[Data items]

use {
	glam::IVec2,
	hex_dance_maps::{
		document::{DocumentError, Entity, MapDocument, Tile, TileCounts},
		symbols::{TileKind, ENEMY_BAT_RED},
	},
};

fn document() -> MapDocument {
	MapDocument {
		playerS: 3,
		playerT: -6,
		tiles: vec![
			Tile::at(IVec2::new(6, -1), TileKind::Wall, None),
			Tile::at(IVec2::new(4, -4), TileKind::Door, Some(2)),
			Tile::at(IVec2::new(7, -3), TileKind::Floor, None),
			Tile::at(IVec2::new(3, -6), TileKind::Floor, None),
		],
		entities: vec![Entity::at(IVec2::new(7, -3), ENEMY_BAT_RED)],
	}
}

#[test]
fn json_round_trip_keeps_tiles_and_entities() {
	let document = document();
	let json = String::from_utf8(document.toJsonPretty().unwrap()).unwrap();
	assert_eq!(MapDocument::fromJson(&json).unwrap(), document);
	assert!(json.ends_with("}\n"));
	assert!(json.contains("\n        {\n            \"s\": 6,"));
}

#[test]
fn keys_come_out_in_schema_order() {
	let json = String::from_utf8(document().toJsonPretty().unwrap()).unwrap();
	let at = |key: &str| json.find(key).unwrap();
	assert!(at("\"player_s\"") < at("\"player_t\""));
	assert!(at("\"player_t\"") < at("\"tiles\""));
	assert!(at("\"tiles\"") < at("\"entities\""));
}

#[test]
fn rotation_is_written_for_doors_only() {
	let json: serde_json::Value = serde_json::from_slice(&document().toJsonPretty().unwrap()).unwrap();
	assert!(json["tiles"][0].get("rotation").is_none());
	assert_eq!(json["tiles"][1]["rotation"], 2);
	assert_eq!(json["tiles"][1]["type"], "door");
}

#[test]
fn rotation_on_other_tiles_is_dropped_on_load() {
	let document = MapDocument::fromJson(
		r#"{ "player_s": 0, "player_t": 0, "entities": [],
			"tiles": [ { "s": 0, "t": 0, "type": "wall", "rotation": 0 } ] }"#,
	)
	.unwrap();
	assert_eq!(document.tiles, [Tile::at(IVec2::ZERO, TileKind::Wall, None)]);
}

#[test]
fn door_without_rotation_fails_to_load() {
	let err = MapDocument::fromJson(
		r#"{ "player_s": 0, "player_t": 0, "entities": [],
			"tiles": [ { "s": 0, "t": 0, "type": "floor" }, { "s": 1, "t": -2, "type": "door" } ] }"#,
	)
	.unwrap_err();
	assert!(matches!(err, DocumentError::DoorWithoutRotation { index: 1, s: 1, t: -2 }));
}

#[test]
fn door_rotation_out_of_range_fails_to_load() {
	let err = MapDocument::fromJson(
		r#"{ "player_s": 0, "player_t": 0, "entities": [],
			"tiles": [ { "s": 0, "t": 0, "type": "door", "rotation": 3 } ] }"#,
	)
	.unwrap_err();
	assert!(matches!(err, DocumentError::RotationOutOfRange { rotation: 3, .. }));
}

#[test]
fn unknown_entity_kind_fails_to_load() {
	let err = MapDocument::fromJson(
		r#"{ "player_s": 0, "player_t": 0, "tiles": [],
			"entities": [ { "s": 2, "t": -1, "type": "enemy_dragon" } ] }"#,
	)
	.unwrap_err();
	assert!(matches!(err, DocumentError::UnknownEntityKind { index: 0, kind, .. } if kind == "enemy_dragon"));
}

#[test]
fn missing_player_or_unknown_tile_type_fails_to_parse() {
	assert!(matches!(
		MapDocument::fromJson(r#"{ "player_s": 0, "tiles": [], "entities": [] }"#),
		Err(DocumentError::Json(_))
	));
	assert!(matches!(
		MapDocument::fromJson(
			r#"{ "player_s": 0, "player_t": 0, "entities": [], "tiles": [ { "s": 0, "t": 0, "type": "lava" } ] }"#
		),
		Err(DocumentError::Json(_))
	));
}

#[test]
fn tile_counts() {
	assert_eq!(document().tileCounts(), TileCounts { walls: 1, floors: 2, doors: 1 });
}
#![warn(clippy::pedantic, elided_lifetimes_in_paths, explicit_outlives_requirements)]
#![allow(non_snake_case)]

use {
	anyhow::Context,
	clap::Parser,
	hex_dance_maps::{generate::randomMap, initTracing},
	rand::{rngs::StdRng, thread_rng, SeedableRng},
	std::io::{self, Write},
	tracing::info,
};

fn main() -> anyhow::Result<()> {
	#[derive(Parser)]
	struct Args {
		#[clap(long)]
		seed: Option<u64>,
	}
	let Args { seed } = Args::parse();
	initTracing();

	let document = match seed {
		Some(seed) => randomMap(&mut StdRng::seed_from_u64(seed)),
		None => randomMap(&mut thread_rng()),
	};
	info!(?seed, tiles = document.tiles.len(), entities = document.entities.len(), "generated map");
	io::stdout().lock().write_all(&document.toJsonPretty()?).context("stdout")?;
	Ok(())
}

» **WHAT IS NEEDED**: Having read the entries above, repeat them exactly.

» **YOUR RESPONSE**:
use {
	glam::IVec2,
	hex_dance_maps::{
		document::{DocumentError, Entity, MapDocument, Tile, TileCounts},
		symbols::{TileKind, ENEMY_BAT_RED},
	},
};

fn document() -> MapDocument {
	MapDocument {
		playerS: 3,
		playerT: -6,
		tiles: vec![
			Tile::at(IVec2::new(6, -1), TileKind::Wall, None),
			Tile::at(IVec2::new(4, -4), TileKind::Door, Some(2)),
			Tile::at(IVec2::new(7, -3), TileKind::Floor, None),
			Tile::at(IVec2::new(3, -6), TileKind::Floor, None),
		],
		entities: vec![Entity::at(IVec2::new(7, -3), ENEMY_BAT_RED)],
	}
}

#[test]
fn json_round_trip_keeps_tiles_and_entities() {
	let document = document();
	let json = String::from_utf8(document.toJsonPretty().unwrap()).unwrap();
	assert_eq!(MapDocument::fromJson(&json).unwrap(), document);
	assert!(json.ends_with("}\n"));
	assert!(json.contains("\n        {\n            \"s\": 6,"));
}

#[test]
fn keys_come_out_in_schema_order() {
	let json = String::from_utf8(document().toJsonPretty().unwrap()).unwrap();
	let at = |key: &str| json.find(key).unwrap();
	assert!(at("\"player_s\"") < at("\"player_t\""));
	assert!(at("\"player_t\"") < at("\"tiles\""));
	assert!(at("\"tiles\"") < at("\"entities\""));
}

#[test]
fn rotation_is_written_for_doors_only() {
	let json: serde_json::Value = serde_json::from_slice(&document().toJsonPretty().unwrap()).unwrap();
	assert!(json["tiles"][0].get("rotation").is_none());
	assert_eq!(json["tiles"][1]["rotation"], 2);
	assert_eq!(json["tiles"][1]["type"], "door");
}

#[test]
fn rotation_on_other_tiles_is_dropped_on_load() {
	let document = MapDocument::fromJson(
		r#"{ "player_s": 0, "player_t": 0, "entities": [],
			"tiles": [ { "s": 0, "t": 0, "type": "wall", "rotation": 0 } ] }"#,
	)
	.unwrap();
	assert_eq!(document.tiles, [Tile::at(IVec2::ZERO, TileKind::Wall, None)]);
}

#[test]
fn door_without_rotation_fails_to_load() {
	let err = MapDocument::fromJson(
		r#"{ "player_s": 0, "player_t": 0, "entities": [],
			"tiles": [ { "s": 0, "t": 0, "type": "floor" }, { "s": 1, "t": -2, "type": "door" } ] }"#,
	)
	.unwrap_err();
	assert!(matches!(err, DocumentError::DoorWithoutRotation { index: 1, s: 1, t: -2 }));
}

#[test]
fn door_rotation_out_of_range_fails_to_load() {
	let err = MapDocument::fromJson(
		r#"{ "player_s": 0, "player_t": 0, "entities": [],
			"tiles": [ { "s": 0, "t": 0, "type": "door", "rotation": 3 } ] }"#,
	)
	.unwrap_err();
	assert!(matches!(err, DocumentError::RotationOutOfRange { rotation: 3, .. }));
}

#[test]
fn unknown_entity_kind_fails_to_load() {
	let err = MapDocument::fromJson(
		r#"{ "player_s": 0, "player_t": 0, "tiles": [],
			"entities": [ { "s": 2, "t": -1, "type": "enemy_dragon" } ] }"#,
	)
	.unwrap_err();
	assert!(matches!(err, DocumentError::UnknownEntityKind { index: 0, kind, .. } if kind == "enemy_dragon"));
}

#[test]
fn missing_player_or_unknown_tile_type_fails_to_parse() {
	assert!(matches!(
		MapDocument::fromJson(r#"{ "player_s": 0, "tiles": [], "entities": [] }"#),
		Err(DocumentError::Json(_))
	));
	assert!(matches!(
		MapDocument::fromJson(
			r#"{ "player_s": 0, "player_t": 0, "entities": [], "tiles": [ { "s": 0, "t": 0, "type": "lava" } ] }"#
		),
		Err(DocumentError::Json(_))
	));
}

#[test]
fn tile_counts() {
	assert_eq!(document().tileCounts(), TileCounts { walls: 1, floors: 2, doors: 1 });
}
#![warn(clippy::pedantic, elided_lifetimes_in_paths, explicit_outlives_requirements)]
#![allow(non_snake_case)]

use {
	anyhow::Context,
	clap::Parser,
	hex_dance_maps::{generate::randomMap, initTracing},
	rand::{rngs::StdRng, thread_rng, SeedableRng},
	std::io::{self, Write},
	tracing::info,
};

fn main() -> anyhow::Result<()> {
	#[derive(Parser)]
	struct Args {
		#[clap(long)]
		seed: Option<u64>,
	}
	let Args { seed } = Args::parse();
	initTracing();

	let document = match seed {
		Some(seed) => randomMap(&mut StdRng::seed_from_u64(seed)),
		None => randomMap(&mut thread_rng()),
	};
	info!(?seed, tiles = document.tiles.len(), entities = document.entities.len(), "generated map");
	io::stdout().lock().write_all(&document.toJsonPretty()?).context("stdout")?;
	Ok(())
}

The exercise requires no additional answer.